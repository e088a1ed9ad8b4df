// 集成测试公共模块
//
// 提供脚本化的翻译服务提供方和服务构造辅助函数

#![allow(dead_code)]

use std::sync::{Arc, Mutex};
use std::time::Duration;

use async_trait::async_trait;

use doubao_translator::translation::{
    CacheConfig, ProviderError, RateLimiter, RateLimiterConfig, ServiceOptions, TranslationCache,
    TranslationProvider, TranslationService,
};

/// 记录调用的脚本化提供方
///
/// 默认把文本转为大写；可以指定在第几次调用（从0开始）失败，或者每次调用前等待。
#[derive(Default)]
pub struct ScriptedProvider {
    calls: Mutex<Vec<String>>,
    fail_on: Option<usize>,
    delay: Option<Duration>,
}

impl ScriptedProvider {
    pub fn new() -> Arc<Self> {
        Arc::new(Self::default())
    }

    pub fn failing_on(call_index: usize) -> Arc<Self> {
        Arc::new(Self {
            fail_on: Some(call_index),
            ..Self::default()
        })
    }

    pub fn slow(delay: Duration) -> Arc<Self> {
        Arc::new(Self {
            delay: Some(delay),
            ..Self::default()
        })
    }

    pub fn calls(&self) -> Vec<String> {
        self.calls.lock().unwrap().clone()
    }

    pub fn call_count(&self) -> usize {
        self.calls.lock().unwrap().len()
    }
}

#[async_trait]
impl TranslationProvider for ScriptedProvider {
    async fn translate_chunk(
        &self,
        text: &str,
        _source_lang: &str,
        _target_lang: &str,
    ) -> Result<String, ProviderError> {
        let index = {
            let mut calls = self.calls.lock().unwrap();
            calls.push(text.to_string());
            calls.len() - 1
        };

        if let Some(delay) = self.delay {
            tokio::time::sleep(delay).await;
        }

        if self.fail_on == Some(index) {
            return Err(ProviderError::Status {
                status: 500,
                body: "internal error".to_string(),
            });
        }

        Ok(text.to_uppercase())
    }
}

/// 测试服务构造器
pub struct TestServiceBuilder {
    cache: CacheConfig,
    limiter: RateLimiterConfig,
    options: ServiceOptions,
}

impl Default for TestServiceBuilder {
    fn default() -> Self {
        Self {
            cache: CacheConfig {
                max_size: 100,
                ttl: Duration::from_secs(60),
                cleanup_interval: Duration::from_secs(60),
            },
            limiter: RateLimiterConfig {
                refill_interval: Duration::from_secs(3600),
                burst: 100,
            },
            options: ServiceOptions {
                max_text_length: 5000,
                chunk_size: 800,
                call_timeout: Duration::from_secs(5),
            },
        }
    }
}

impl TestServiceBuilder {
    pub fn cache_max_size(mut self, max_size: usize) -> Self {
        self.cache.max_size = max_size;
        self
    }

    pub fn cache_ttl(mut self, ttl: Duration) -> Self {
        self.cache.ttl = ttl;
        self
    }

    pub fn burst(mut self, burst: u32) -> Self {
        self.limiter.burst = burst;
        self
    }

    pub fn refill_interval(mut self, interval: Duration) -> Self {
        self.limiter.refill_interval = interval;
        self
    }

    pub fn max_text_length(mut self, max: usize) -> Self {
        self.options.max_text_length = max;
        self
    }

    pub fn chunk_size(mut self, size: usize) -> Self {
        self.options.chunk_size = size;
        self
    }

    pub fn call_timeout(mut self, timeout: Duration) -> Self {
        self.options.call_timeout = timeout;
        self
    }

    pub fn build(self, provider: Arc<ScriptedProvider>) -> TranslationService {
        TranslationService::from_parts(
            provider,
            TranslationCache::new(self.cache),
            RateLimiter::new(self.limiter),
            self.options,
        )
        .expect("valid test service")
    }
}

TASK PROMPT:
Among the lines above, find those with the string "CacheConfig" and copy them.

EXPECTED ANSWER:
    CacheConfig, ProviderError, RateLimiter, RateLimiterConfig, ServiceOptions, TranslationCache,
    cache: CacheConfig,
            cache: CacheConfig {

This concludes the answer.